(Extracted data entries)
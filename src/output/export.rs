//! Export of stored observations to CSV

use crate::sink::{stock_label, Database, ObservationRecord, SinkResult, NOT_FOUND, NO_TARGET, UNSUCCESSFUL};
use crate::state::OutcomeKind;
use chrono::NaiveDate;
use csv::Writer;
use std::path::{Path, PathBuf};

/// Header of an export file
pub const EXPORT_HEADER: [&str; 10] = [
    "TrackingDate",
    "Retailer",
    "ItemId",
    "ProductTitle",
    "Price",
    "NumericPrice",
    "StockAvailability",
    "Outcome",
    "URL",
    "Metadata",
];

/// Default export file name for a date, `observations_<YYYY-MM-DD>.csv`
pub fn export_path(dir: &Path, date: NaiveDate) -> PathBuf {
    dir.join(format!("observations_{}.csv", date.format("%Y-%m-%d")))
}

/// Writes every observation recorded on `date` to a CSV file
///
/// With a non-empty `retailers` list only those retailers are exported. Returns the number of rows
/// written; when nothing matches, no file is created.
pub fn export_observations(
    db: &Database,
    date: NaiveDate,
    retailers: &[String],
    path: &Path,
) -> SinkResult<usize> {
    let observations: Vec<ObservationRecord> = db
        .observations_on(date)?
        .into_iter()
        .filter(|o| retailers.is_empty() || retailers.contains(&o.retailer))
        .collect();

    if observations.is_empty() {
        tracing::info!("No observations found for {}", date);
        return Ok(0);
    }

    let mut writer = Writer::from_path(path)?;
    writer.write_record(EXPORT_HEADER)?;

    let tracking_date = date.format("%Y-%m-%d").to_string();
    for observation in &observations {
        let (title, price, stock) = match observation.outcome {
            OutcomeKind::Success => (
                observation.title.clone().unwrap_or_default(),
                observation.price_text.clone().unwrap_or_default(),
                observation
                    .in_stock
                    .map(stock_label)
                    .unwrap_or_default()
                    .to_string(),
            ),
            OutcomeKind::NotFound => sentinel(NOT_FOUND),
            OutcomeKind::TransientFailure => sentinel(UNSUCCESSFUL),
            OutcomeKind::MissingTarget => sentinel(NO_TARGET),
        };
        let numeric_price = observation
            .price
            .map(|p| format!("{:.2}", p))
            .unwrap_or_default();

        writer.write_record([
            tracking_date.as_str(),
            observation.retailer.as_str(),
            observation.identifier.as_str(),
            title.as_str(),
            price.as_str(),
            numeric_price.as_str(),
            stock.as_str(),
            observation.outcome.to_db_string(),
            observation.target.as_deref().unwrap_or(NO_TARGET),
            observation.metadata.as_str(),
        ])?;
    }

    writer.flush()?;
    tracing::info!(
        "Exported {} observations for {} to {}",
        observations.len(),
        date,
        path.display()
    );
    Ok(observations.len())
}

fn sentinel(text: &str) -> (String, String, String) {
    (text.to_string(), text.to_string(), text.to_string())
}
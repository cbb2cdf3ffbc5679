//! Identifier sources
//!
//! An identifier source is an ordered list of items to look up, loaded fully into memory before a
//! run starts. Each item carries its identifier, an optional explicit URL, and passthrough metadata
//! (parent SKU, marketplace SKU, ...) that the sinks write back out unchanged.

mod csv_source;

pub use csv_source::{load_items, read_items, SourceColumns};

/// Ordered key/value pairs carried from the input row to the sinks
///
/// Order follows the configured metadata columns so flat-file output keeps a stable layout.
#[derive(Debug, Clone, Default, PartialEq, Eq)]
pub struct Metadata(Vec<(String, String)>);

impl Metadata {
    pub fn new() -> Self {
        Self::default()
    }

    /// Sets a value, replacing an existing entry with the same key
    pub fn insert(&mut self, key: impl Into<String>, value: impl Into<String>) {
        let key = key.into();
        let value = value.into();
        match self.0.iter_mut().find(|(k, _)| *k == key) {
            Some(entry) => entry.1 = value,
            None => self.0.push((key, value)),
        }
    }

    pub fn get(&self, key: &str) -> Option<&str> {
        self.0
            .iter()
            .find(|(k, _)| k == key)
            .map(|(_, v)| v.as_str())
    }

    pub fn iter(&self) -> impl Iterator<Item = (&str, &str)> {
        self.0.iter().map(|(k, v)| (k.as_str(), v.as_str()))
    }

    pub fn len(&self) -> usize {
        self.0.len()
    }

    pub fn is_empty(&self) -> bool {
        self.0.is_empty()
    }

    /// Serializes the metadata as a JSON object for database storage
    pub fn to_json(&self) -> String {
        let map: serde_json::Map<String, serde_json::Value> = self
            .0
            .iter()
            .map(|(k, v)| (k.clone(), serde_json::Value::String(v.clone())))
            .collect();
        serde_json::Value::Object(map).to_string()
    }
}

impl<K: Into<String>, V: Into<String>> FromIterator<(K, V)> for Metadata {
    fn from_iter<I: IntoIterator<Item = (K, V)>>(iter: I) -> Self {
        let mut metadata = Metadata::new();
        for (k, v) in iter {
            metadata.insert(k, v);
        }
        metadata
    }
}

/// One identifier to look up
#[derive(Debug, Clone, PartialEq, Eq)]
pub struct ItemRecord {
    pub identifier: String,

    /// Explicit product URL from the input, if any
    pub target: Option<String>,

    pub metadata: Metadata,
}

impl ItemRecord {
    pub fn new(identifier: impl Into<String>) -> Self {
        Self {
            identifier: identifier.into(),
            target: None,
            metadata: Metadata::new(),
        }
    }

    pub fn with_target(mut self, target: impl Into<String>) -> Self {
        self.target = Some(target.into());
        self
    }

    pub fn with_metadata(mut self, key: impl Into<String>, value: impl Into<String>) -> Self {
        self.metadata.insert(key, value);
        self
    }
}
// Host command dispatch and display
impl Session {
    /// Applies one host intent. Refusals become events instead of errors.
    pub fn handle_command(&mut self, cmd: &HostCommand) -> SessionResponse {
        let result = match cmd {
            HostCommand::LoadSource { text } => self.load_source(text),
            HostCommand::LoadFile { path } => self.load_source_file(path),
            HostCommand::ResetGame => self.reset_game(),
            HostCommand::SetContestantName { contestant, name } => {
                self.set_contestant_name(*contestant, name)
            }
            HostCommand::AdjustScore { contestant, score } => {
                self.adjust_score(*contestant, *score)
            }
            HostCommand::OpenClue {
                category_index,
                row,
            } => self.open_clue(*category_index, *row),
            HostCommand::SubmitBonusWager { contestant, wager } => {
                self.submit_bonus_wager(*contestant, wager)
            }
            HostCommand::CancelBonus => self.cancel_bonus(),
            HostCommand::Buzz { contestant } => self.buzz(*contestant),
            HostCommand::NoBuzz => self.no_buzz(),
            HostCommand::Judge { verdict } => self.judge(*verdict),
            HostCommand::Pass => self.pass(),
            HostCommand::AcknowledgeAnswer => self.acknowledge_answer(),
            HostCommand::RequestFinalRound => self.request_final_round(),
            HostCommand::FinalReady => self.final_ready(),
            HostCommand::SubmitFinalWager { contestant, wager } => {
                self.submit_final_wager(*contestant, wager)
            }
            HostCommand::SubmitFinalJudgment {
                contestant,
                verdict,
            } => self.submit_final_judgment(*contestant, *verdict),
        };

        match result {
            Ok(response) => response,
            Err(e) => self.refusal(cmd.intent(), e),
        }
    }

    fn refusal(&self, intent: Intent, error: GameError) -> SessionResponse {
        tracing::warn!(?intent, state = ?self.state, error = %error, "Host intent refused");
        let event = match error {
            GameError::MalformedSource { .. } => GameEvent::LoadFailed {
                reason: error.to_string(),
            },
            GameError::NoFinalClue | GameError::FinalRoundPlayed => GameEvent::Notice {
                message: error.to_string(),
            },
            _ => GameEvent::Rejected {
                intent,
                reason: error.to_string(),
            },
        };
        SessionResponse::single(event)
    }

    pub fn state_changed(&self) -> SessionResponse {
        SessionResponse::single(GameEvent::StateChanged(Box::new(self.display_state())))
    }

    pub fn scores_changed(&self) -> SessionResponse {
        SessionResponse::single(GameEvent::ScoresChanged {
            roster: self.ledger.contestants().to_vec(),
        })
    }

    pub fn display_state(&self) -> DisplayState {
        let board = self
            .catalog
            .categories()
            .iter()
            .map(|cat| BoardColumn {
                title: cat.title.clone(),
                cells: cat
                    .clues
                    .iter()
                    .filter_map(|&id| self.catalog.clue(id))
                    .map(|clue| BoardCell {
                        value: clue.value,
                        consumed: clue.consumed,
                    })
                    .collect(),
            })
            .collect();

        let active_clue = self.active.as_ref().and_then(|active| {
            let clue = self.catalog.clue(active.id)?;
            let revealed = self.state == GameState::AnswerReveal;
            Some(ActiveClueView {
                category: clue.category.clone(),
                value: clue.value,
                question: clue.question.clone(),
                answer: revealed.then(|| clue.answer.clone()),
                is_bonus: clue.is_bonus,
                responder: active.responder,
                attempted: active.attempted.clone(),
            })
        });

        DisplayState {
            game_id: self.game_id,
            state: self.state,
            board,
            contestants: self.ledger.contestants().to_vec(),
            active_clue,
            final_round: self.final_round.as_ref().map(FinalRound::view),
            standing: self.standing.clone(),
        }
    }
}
* * *
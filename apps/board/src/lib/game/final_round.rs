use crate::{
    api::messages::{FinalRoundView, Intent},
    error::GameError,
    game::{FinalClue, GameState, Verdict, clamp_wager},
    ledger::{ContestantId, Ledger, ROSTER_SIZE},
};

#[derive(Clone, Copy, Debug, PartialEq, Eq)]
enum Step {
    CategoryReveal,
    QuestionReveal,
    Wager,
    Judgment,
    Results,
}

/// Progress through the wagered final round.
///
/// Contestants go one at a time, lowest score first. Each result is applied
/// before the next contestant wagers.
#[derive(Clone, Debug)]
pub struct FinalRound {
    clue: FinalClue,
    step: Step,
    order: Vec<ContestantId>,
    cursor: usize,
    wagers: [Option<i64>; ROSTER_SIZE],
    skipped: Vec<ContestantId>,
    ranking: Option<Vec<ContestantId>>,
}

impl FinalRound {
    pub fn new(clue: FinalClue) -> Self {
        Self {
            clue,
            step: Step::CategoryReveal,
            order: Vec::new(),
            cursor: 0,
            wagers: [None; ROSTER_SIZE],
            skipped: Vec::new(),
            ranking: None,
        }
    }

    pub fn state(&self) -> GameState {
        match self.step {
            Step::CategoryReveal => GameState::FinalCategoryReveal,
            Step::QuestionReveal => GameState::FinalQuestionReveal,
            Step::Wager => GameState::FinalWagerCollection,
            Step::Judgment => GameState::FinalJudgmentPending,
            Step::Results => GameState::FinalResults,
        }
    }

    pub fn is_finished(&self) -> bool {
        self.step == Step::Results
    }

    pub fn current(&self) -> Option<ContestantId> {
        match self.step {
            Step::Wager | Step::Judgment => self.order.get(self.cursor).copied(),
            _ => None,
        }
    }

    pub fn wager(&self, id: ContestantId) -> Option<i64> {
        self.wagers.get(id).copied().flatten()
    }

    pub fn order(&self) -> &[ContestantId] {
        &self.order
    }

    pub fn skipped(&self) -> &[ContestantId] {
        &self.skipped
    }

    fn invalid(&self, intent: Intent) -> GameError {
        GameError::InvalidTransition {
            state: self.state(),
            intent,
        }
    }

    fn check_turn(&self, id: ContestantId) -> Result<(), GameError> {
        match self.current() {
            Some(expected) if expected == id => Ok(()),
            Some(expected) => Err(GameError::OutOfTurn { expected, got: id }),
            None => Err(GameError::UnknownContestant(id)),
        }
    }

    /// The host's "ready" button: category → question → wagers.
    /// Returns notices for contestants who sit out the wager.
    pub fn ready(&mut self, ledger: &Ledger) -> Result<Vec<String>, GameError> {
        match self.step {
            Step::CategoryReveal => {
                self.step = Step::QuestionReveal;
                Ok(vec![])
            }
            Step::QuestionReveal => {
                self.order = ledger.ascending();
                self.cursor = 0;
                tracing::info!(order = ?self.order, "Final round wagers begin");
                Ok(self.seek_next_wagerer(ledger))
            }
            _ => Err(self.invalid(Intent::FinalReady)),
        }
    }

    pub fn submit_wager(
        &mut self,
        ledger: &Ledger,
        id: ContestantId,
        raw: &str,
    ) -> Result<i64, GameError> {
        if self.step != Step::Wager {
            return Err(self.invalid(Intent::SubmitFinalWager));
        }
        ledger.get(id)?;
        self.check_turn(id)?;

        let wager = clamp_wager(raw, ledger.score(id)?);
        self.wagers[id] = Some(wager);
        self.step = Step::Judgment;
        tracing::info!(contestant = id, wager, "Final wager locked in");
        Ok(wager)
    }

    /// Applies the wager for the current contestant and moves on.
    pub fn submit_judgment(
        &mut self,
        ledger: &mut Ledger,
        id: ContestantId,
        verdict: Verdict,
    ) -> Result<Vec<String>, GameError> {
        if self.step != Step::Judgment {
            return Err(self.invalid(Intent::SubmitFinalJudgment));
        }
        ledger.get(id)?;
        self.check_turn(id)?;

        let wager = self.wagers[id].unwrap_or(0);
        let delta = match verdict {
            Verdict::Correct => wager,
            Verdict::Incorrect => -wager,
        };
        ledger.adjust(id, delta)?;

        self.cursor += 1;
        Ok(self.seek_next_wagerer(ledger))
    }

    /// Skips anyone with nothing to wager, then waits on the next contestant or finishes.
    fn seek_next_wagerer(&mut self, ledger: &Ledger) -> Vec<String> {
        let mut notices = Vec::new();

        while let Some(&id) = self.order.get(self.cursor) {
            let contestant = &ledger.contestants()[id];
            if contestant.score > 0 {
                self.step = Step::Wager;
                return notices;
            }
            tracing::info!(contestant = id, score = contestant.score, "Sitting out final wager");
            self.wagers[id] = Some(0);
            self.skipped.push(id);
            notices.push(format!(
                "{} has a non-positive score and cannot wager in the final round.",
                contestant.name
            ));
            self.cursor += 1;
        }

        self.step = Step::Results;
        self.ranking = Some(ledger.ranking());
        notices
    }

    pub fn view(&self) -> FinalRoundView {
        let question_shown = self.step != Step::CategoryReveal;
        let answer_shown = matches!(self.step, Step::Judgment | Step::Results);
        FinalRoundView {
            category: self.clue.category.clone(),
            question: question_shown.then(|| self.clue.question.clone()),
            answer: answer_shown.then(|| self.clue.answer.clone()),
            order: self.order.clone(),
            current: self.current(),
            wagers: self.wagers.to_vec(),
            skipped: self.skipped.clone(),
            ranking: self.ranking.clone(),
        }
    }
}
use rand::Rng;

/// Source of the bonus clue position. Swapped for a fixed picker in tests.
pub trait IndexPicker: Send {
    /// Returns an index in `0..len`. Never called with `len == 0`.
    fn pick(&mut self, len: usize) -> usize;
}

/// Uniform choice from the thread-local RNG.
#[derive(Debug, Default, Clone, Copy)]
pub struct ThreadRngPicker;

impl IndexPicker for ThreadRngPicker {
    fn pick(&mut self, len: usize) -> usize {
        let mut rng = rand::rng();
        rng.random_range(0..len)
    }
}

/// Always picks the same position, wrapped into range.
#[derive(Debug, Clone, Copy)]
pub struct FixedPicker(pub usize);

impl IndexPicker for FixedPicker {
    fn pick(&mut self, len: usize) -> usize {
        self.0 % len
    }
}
--
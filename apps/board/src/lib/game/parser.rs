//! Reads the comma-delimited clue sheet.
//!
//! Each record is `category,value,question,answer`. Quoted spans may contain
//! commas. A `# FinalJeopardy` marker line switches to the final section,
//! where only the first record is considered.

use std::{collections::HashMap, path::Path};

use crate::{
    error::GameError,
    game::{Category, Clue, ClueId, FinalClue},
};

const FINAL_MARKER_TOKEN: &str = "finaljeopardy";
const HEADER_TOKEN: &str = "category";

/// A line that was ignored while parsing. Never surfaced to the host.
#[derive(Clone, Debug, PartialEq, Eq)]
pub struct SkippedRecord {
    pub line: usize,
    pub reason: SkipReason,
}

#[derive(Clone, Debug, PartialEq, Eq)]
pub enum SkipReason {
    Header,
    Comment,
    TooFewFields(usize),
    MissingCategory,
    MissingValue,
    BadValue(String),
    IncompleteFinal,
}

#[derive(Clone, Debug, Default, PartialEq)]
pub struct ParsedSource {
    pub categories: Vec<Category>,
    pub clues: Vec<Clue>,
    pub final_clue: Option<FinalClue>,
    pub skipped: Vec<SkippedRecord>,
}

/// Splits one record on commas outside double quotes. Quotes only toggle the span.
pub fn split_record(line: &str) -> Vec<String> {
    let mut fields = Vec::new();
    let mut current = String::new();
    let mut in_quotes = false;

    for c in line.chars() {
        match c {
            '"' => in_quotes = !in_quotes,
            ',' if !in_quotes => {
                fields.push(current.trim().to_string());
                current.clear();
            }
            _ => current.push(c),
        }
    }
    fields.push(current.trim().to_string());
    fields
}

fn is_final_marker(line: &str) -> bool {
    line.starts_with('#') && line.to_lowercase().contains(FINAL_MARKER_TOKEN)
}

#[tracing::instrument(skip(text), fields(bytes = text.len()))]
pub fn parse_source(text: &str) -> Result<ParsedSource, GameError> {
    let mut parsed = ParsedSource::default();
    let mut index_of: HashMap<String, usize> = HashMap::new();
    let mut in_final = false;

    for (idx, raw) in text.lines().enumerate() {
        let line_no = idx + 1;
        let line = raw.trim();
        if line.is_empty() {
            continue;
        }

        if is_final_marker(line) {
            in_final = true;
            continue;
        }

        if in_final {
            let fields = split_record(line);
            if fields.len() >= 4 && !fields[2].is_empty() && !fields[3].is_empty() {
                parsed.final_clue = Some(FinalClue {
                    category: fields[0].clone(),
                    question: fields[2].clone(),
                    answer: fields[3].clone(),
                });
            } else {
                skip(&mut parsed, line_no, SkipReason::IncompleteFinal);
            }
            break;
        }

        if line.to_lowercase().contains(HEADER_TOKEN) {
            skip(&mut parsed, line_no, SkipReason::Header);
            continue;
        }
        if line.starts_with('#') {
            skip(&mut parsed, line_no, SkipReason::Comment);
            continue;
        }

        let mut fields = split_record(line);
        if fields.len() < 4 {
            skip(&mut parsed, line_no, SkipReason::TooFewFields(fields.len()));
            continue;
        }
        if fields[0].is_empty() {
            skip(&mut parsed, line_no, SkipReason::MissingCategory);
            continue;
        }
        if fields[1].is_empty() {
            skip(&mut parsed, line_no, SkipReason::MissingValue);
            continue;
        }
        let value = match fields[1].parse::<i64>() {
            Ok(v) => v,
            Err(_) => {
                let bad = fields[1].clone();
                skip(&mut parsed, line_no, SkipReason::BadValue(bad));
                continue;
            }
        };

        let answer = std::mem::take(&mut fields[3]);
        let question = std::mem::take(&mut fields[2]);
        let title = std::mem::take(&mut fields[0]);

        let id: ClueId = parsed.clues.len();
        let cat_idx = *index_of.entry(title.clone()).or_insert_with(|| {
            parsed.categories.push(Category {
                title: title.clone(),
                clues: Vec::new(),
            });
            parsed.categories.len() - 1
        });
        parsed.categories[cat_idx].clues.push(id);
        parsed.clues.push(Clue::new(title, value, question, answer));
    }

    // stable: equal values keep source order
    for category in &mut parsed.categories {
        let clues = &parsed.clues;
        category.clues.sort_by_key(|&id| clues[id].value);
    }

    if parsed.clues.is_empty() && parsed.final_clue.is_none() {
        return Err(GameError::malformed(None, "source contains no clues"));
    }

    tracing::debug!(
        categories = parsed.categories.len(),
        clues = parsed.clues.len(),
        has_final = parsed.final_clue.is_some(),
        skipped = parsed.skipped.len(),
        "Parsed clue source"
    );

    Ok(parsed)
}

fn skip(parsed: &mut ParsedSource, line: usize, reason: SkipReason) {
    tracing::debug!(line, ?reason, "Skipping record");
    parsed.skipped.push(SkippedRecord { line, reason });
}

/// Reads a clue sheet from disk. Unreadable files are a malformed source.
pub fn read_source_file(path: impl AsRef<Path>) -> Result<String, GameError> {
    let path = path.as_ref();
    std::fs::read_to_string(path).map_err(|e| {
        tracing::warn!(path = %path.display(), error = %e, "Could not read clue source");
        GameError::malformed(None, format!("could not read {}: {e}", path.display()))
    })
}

Exercise prompt: How many lines in the entries above include the string "retailers"? Please answer with that number and nothing more.

The answer: 3